Contact: Charles Siler
FOR IMMEDIATE RELEASE: GA LAWMAKERS GREENLIGHT ARTICLE V BALANCED BUDGET AMENDMENT CONVENTION
The Peach State is poised to be the first to pass the Compact for a Balanced Budget
Declaring “Enough is enough” to the burgeoning $18 trillion federal debt, Georgia lawmakers have become the first in the nation to call for an Article V constitutional convention of states to rein in out-of-control Washington spending.
The Georgia Senate passed 30-25 Wednesday the Compact for a Balanced Budget Amendment, which now awaits Georgia Governor Nathan Deal’s signature.
“I am thrilled to see Georgia take the lead to restore fiscal responsibility in Washington,” said Rep. Paulette Braddock, the lead sponsor of the legislation.
“We are excited to be passing the torch to the governor so he can fulfill his role in leading the Compact and Washington, and we look forward to governors around the country banding together to balance our federal budget,” said Rep. Andy Welch. “I look forward to Georgia partnering with other states to protect the prosperity of our citizens and our nation.”
The Compact for a Balanced Budget uses an agreement among the states called an “interstate compact” to invoke Article V of the United States Constitution in order to advance a federal balanced budget amendment.

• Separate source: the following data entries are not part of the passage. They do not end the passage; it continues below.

//! Indexed table port and bulk dump/restore.

use crate::engine::Ale;
use crate::entry::{AleEntry, ALE_ENTRY_WORDS};
use crate::error::{AleError, AleResult};
use crate::regs::{ALE_TABLE, ALE_TABLE_CONTROL, ALE_TABLE_WRITE};
use tracing::debug;

impl Ale {
    fn check_index(&self, idx: u32) -> AleResult<()> {
        if idx >= self.num_entries {
            return Err(AleError::invalid_argument(format!(
                "table index {idx} out of range ({} entries)",
                self.num_entries
            )));
        }
        Ok(())
    }

    /// Reads table entry `idx` from hardware.
    pub fn read_entry(&self, idx: u32) -> AleResult<AleEntry> {
        self.check_index(idx)?;
        Ok(self.read_raw(idx))
    }

    /// Writes table entry `idx` to hardware.
    pub fn write_entry(&self, idx: u32, entry: &AleEntry) -> AleResult<()> {
        self.check_index(idx)?;
        self.write_raw(idx, entry);
        Ok(())
    }

    /// Index select, then sample the three data words.
    pub(crate) fn read_raw(&self, idx: u32) -> AleEntry {
        self.regs.write(ALE_TABLE_CONTROL, idx);

        let mut words = [0; ALE_ENTRY_WORDS];
        for (i, word) in words.iter_mut().enumerate() {
            *word = self.regs.read(ALE_TABLE + 4 * i as u32);
        }
        AleEntry::from_words(words)
    }

    /// Load the three data words, then commit them to `idx`. Word 0,
    /// holding bits 95..64, goes to the lowest data register.
    pub(crate) fn write_raw(&self, idx: u32, entry: &AleEntry) {
        debug!("ALE write idx {} {:?}", idx, entry);
        for (i, word) in entry.words().iter().enumerate() {
            self.regs.write(ALE_TABLE + 4 * i as u32, *word);
        }
        self.regs.write(ALE_TABLE_CONTROL, idx | ALE_TABLE_WRITE);
    }

    /// Iterates over `(index, entry)` for the whole table, reading each
    /// entry from hardware as it goes.
    pub(crate) fn scan(&self) -> impl Iterator<Item = (u32, AleEntry)> + '_ {
        (0..self.num_entries).map(move |idx| (idx, self.read_raw(idx)))
    }

    /// Reads every entry in index order.
    pub fn dump(&self) -> Vec<AleEntry> {
        self.scan().map(|(_, entry)| entry).collect()
    }

    /// Reads every entry into `data`, three words per entry.
    pub fn dump_into(&self, data: &mut [u32]) -> AleResult<()> {
        self.check_buffer(data.len())?;
        for (idx, chunk) in (0..self.num_entries).zip(data.chunks_exact_mut(ALE_ENTRY_WORDS)) {
            chunk.copy_from_slice(&self.read_raw(idx).words());
        }
        Ok(())
    }

    /// Writes every entry from `data`, three words per entry, in index
    /// order.
    pub fn restore(&self, data: &[u32]) -> AleResult<()> {
        self.check_buffer(data.len())?;
        for (idx, chunk) in (0..self.num_entries).zip(data.chunks_exact(ALE_ENTRY_WORDS)) {
            let words = [chunk[0], chunk[1], chunk[2]];
            self.write_raw(idx, &AleEntry::from_words(words));
        }
        Ok(())
    }

    /// Buffer length in words needed by [`Ale::dump_into`] and
    /// [`Ale::restore`].
    pub fn dump_len(&self) -> usize {
        self.num_entries as usize * ALE_ENTRY_WORDS
    }

    fn check_buffer(&self, len: usize) -> AleResult<()> {
        if len != self.dump_len() {
            return Err(AleError::invalid_argument(format!(
                "dump buffer holds {len} words, table needs {}",
                self.dump_len()
            )));
        }
        Ok(())
    }
}

#[cfg(test)]
mod tests {
    use crate::config::AleParams;
    use crate::engine::Ale;
    use crate::entry::{AleEntry, EntryType};
    use crate::regs::{ALE_TABLE, ALE_TABLE_CONTROL, ALE_TABLE_WRITE};
    use crate::sim::SimRegisters;
    use cpsw_types::PortMask;
    use pretty_assertions::assert_eq;
    use std::sync::Arc;

    fn small_ale() -> (Arc<SimRegisters>, Ale) {
        let sim = Arc::new(SimRegisters::with_geometry("cpsw", 4, 0).unwrap());
        let ale = Ale::new(AleParams::new("cpsw", 3).with_entries(4), sim.clone()).unwrap();
        (sim, ale)
    }

    #[test]
    fn test_write_protocol() {
        let (sim, ale) = small_ale();
        sim.clear_write_log();

        ale.write_entry(2, &AleEntry::from_words([7, 8, 9])).unwrap();
        assert_eq!(
            sim.write_log(),
            vec![
                (ALE_TABLE, 7),
                (ALE_TABLE + 4, 8),
                (ALE_TABLE + 8, 9),
                (ALE_TABLE_CONTROL, ALE_TABLE_WRITE | 2),
            ]
        );
        assert_eq!(sim.entry(2).words(), [7, 8, 9]);
        assert_eq!(ale.read_entry(2).unwrap().words(), [7, 8, 9]);
    }

    #[test]
    fn test_high_bits_use_first_data_register() {
        let (sim, ale) = small_ale();
        let mut entry = AleEntry::new();
        entry.set_entry_type(EntryType::Vlan);
        entry.set_port_mask(PortMask::from_bits(0b101), 3);
        entry.set_field(0, 1, 1);

        sim.clear_write_log();
        ale.write_entry(1, &entry).unwrap();
        assert_eq!(
            sim.write_log(),
            vec![
                (ALE_TABLE, 0b10100),
                (ALE_TABLE + 4, 0x2000_0000),
                (ALE_TABLE + 8, 1),
                (ALE_TABLE_CONTROL, ALE_TABLE_WRITE | 1),
            ]
        );
    }

    #[test]
    fn test_bounds() {
        let (_sim, ale) = small_ale();
        assert!(ale.read_entry(4).unwrap_err().is_invalid_argument());
        assert!(ale
            .write_entry(4, &AleEntry::new())
            .unwrap_err()
            .is_invalid_argument());
    }

    #[test]
    fn test_dump_restore() {
        let (sim, ale) = small_ale();
        sim.set_entry(0, AleEntry::from_words([1, 2, 3]));
        sim.set_entry(3, AleEntry::from_words([4, 5, 6]));

        let mut saved = vec![0; ale.dump_len()];
        ale.dump_into(&mut saved).unwrap();
        assert_eq!(saved, vec![1, 2, 3, 0, 0, 0, 0, 0, 0, 4, 5, 6]);
        assert_eq!(ale.dump()[3].words(), [4, 5, 6]);

        sim.set_entry(0, AleEntry::new());
        sim.set_entry(1, AleEntry::from_words([9, 9, 9]));
        ale.restore(&saved).unwrap();
        assert_eq!(sim.entry(0).words(), [1, 2, 3]);
        assert_eq!(sim.entry(1).words(), [0, 0, 0]);
    }

    #[test]
    fn test_buffer_length_checked() {
        let (_sim, ale) = small_ale();
        let mut short = vec![0; 11];
        assert!(ale.dump_into(&mut short).is_err());
        assert!(ale.restore(&[0; 13]).is_err());
    }
}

Once the Compact is passed in just two states, it will trigger the organization of a governmental body to coordinate Compact efforts throughout the country, creating a persistent institution with one objective: pass a federal balanced budget amendment within seven years.
“The innovative reform is the sheet music that orchestrates a symphony of state motions and federal responses, folding hundreds of legislative steps into one simple, laser-focused piece of legislation,” said Nick Dranias, Goldwater Institute Constitutional Policy Director who led the drafting of the Compact for a Balanced Budget Amendment.
The Compact approach transforms the otherwise cumbersome state-initiated amendment process under Article V into a “turn-key” operation, empowering the states to agree in advance to all elements of the amendment process that states control under Article V in a single enactment that can be passed in a single session.
38 states would need to pass the Compact in order to approve the proposed balanced budget amendment, which could in turn by approved by a simple-majority congressional resolution.
Previous attempts at state-initiated balanced budget amendment conventions have encountered roadblocks amongst those who fear the possibility of a “runaway convention,” the scenario in which other key provisions of the U.S. Constitution could be repealed or additional provisions could be added. The Compact for a Balanced Budget Amendment addresses this concern by compelling all member state delegates to follow convention rules that limit the convention agenda to an up or down vote of the balanced budget amendment and to return home if those rules fail to hold.
“I am proud that Georgia has led the way in helping to restore fiscal responsibility to our nation,” said co-sponsor Sen. Hunter Hill, echoing Rep. Braddock’s sentiments. “I look forward to other states joining us in this effort.”
Georgia is just one state where the Compact for a Balanced Budget Amendment is moving ahead. The Arizona House passed an identical measure last week and will be considered by a state senate committee Thursday. In Alaska, House members will consider the reform this week. Additional states are expected to take up the reform this year.